• Stored data

= = = = =

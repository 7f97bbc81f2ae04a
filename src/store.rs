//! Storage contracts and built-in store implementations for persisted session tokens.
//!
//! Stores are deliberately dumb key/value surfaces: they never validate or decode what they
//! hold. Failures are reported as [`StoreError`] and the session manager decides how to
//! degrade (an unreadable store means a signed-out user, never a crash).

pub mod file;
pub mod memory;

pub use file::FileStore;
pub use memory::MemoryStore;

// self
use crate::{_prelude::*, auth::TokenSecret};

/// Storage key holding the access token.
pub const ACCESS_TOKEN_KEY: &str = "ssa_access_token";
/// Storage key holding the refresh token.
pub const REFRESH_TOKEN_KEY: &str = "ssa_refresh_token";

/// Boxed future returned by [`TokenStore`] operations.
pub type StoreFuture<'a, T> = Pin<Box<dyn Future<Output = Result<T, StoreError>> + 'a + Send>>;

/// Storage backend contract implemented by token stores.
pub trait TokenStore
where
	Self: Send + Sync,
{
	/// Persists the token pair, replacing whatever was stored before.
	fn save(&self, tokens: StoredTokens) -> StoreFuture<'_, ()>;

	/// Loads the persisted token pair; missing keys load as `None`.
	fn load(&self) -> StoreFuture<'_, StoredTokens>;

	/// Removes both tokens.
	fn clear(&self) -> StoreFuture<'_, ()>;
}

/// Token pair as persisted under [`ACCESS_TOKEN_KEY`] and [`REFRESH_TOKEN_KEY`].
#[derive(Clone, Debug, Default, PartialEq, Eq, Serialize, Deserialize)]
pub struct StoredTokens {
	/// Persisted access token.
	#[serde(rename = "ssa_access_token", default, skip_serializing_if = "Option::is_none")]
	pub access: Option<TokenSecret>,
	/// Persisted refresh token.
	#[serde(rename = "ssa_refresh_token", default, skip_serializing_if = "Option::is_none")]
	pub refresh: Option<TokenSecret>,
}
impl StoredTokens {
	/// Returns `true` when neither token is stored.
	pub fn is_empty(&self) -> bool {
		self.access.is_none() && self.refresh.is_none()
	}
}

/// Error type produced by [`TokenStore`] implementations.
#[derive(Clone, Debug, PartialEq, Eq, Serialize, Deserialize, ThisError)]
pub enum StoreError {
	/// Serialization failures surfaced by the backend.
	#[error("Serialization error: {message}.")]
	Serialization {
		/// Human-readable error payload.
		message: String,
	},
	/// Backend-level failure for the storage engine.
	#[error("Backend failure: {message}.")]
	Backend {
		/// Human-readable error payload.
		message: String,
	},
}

= = = = =

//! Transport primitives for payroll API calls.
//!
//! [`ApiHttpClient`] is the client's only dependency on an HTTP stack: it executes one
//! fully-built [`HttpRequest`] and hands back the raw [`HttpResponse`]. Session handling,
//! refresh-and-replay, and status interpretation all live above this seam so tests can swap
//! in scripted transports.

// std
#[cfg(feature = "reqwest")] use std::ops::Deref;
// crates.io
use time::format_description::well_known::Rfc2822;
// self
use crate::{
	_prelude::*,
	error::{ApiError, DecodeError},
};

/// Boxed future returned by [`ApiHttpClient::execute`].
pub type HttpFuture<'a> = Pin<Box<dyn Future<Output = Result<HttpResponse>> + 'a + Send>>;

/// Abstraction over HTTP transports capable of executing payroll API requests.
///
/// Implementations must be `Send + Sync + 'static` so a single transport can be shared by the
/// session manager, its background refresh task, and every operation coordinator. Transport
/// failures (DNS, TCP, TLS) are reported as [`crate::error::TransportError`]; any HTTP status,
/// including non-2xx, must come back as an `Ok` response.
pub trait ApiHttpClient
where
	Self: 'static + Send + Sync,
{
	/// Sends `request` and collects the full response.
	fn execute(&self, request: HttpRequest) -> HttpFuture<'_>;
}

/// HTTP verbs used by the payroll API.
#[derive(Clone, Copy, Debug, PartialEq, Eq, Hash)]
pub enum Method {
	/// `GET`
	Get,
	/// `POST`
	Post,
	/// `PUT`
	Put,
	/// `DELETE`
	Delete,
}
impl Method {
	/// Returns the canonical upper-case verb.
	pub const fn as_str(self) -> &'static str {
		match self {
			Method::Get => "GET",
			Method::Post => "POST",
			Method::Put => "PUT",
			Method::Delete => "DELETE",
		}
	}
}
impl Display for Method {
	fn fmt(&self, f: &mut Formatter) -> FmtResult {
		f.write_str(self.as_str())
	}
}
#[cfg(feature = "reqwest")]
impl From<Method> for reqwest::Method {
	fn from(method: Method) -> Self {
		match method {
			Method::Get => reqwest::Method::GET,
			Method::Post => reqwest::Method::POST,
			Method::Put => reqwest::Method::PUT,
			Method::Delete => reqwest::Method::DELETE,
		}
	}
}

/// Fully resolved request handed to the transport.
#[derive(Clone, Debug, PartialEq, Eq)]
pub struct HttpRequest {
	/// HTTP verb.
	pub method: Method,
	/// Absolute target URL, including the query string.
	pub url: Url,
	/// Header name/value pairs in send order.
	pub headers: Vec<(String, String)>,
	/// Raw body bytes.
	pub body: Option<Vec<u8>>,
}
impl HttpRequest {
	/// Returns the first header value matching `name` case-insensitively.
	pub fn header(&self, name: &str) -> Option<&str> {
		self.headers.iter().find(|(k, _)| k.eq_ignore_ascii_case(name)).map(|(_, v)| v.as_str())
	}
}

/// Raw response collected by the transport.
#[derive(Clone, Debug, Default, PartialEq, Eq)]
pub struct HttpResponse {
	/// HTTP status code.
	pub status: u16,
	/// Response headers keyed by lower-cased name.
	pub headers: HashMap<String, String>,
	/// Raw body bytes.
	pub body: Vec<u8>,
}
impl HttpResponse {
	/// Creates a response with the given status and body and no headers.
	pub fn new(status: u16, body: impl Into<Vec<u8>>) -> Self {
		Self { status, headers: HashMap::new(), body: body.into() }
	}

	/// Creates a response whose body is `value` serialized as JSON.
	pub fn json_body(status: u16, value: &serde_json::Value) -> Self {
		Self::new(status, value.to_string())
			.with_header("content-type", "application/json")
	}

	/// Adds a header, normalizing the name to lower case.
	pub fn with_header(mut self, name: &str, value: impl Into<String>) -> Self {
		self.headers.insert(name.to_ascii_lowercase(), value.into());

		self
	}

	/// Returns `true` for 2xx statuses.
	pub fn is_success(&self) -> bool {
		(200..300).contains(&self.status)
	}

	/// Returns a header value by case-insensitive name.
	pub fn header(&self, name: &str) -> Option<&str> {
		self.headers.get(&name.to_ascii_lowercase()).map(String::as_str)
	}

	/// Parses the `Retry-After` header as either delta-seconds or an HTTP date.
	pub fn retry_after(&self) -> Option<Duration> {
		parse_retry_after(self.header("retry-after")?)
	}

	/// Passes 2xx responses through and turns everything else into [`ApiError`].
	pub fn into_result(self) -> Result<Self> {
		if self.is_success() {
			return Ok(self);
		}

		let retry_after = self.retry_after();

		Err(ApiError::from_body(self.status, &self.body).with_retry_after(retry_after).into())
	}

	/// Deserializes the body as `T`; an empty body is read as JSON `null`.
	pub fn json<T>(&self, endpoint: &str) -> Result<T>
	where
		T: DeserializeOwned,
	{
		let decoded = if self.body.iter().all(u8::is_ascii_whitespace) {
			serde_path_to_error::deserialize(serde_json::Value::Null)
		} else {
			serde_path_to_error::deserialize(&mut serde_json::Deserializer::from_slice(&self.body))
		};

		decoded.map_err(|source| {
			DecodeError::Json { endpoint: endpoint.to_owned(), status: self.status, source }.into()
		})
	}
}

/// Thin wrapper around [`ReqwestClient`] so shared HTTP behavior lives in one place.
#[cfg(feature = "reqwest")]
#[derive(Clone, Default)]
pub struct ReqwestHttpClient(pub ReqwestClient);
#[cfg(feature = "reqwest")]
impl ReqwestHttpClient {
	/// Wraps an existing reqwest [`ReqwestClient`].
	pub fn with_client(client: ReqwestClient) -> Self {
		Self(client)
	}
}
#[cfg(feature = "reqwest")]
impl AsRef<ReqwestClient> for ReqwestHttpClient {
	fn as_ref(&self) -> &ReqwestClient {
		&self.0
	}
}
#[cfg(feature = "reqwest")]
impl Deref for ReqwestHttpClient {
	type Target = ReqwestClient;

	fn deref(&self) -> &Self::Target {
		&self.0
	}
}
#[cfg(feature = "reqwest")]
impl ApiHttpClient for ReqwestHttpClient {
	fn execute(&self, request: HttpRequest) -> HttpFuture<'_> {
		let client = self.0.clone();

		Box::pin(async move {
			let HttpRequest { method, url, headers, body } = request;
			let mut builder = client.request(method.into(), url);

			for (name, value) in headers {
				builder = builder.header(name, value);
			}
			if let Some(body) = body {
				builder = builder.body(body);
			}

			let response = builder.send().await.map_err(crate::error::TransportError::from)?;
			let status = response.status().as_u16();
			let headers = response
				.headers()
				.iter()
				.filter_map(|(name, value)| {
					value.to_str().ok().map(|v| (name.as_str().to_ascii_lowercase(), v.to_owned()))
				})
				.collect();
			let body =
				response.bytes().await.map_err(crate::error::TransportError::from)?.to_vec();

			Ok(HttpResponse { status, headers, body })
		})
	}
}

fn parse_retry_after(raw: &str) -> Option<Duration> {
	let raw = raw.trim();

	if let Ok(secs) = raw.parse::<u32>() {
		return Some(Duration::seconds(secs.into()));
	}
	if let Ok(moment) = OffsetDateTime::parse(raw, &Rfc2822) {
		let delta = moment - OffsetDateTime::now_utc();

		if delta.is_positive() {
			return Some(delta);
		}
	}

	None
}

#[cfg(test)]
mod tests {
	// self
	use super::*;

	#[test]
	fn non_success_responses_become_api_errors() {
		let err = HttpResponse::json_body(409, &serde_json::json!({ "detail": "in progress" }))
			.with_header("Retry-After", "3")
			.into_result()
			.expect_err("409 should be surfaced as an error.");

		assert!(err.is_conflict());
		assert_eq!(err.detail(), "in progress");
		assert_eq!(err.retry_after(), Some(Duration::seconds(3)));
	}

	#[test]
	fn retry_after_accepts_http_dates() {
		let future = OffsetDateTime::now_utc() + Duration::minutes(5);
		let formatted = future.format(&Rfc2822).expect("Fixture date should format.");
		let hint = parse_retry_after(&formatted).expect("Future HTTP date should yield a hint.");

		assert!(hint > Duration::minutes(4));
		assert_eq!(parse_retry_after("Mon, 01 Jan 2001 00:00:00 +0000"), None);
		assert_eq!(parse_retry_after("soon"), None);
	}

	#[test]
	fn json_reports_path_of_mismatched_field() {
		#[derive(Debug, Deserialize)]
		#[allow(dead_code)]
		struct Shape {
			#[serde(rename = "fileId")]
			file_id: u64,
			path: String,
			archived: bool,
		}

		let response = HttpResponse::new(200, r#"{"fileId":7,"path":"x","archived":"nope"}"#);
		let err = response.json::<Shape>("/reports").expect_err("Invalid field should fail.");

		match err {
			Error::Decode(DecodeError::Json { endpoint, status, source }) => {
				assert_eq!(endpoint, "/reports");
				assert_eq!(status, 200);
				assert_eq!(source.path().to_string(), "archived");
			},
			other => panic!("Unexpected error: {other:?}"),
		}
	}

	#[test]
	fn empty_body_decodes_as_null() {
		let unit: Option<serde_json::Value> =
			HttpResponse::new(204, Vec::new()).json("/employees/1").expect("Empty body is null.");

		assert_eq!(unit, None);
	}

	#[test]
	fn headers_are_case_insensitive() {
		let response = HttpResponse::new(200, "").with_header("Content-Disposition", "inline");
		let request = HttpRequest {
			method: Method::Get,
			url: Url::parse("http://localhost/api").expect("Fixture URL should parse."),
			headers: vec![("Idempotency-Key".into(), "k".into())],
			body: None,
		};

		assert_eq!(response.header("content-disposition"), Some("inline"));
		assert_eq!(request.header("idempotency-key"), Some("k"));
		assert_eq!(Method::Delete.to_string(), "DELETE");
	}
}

= = = = =

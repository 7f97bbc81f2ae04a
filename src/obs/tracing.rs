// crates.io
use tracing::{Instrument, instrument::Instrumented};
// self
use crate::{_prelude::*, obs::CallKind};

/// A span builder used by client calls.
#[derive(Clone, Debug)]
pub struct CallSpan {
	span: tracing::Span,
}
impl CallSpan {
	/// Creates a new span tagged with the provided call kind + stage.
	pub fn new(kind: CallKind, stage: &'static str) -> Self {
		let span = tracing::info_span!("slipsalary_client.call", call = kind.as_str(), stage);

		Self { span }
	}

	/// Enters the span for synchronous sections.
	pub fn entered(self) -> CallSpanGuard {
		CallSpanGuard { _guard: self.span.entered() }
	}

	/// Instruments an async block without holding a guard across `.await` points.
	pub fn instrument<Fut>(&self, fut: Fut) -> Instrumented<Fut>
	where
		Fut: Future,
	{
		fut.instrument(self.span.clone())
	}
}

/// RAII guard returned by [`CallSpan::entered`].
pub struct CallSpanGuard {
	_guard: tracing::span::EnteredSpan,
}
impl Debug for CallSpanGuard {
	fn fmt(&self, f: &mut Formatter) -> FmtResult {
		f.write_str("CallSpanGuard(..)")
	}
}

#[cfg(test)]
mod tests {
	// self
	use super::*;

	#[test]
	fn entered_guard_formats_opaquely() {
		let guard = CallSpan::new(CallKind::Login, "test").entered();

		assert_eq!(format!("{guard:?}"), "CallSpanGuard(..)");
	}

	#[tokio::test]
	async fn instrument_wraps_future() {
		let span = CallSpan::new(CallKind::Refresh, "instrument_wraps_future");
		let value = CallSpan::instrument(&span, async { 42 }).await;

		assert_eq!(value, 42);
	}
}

= = = = =

• What you should do
Every line of the entries that includes "unit" must be copied into the answer.

• Exercise answer
		let unit: Option<serde_json::Value> =
		assert_eq!(unit, None);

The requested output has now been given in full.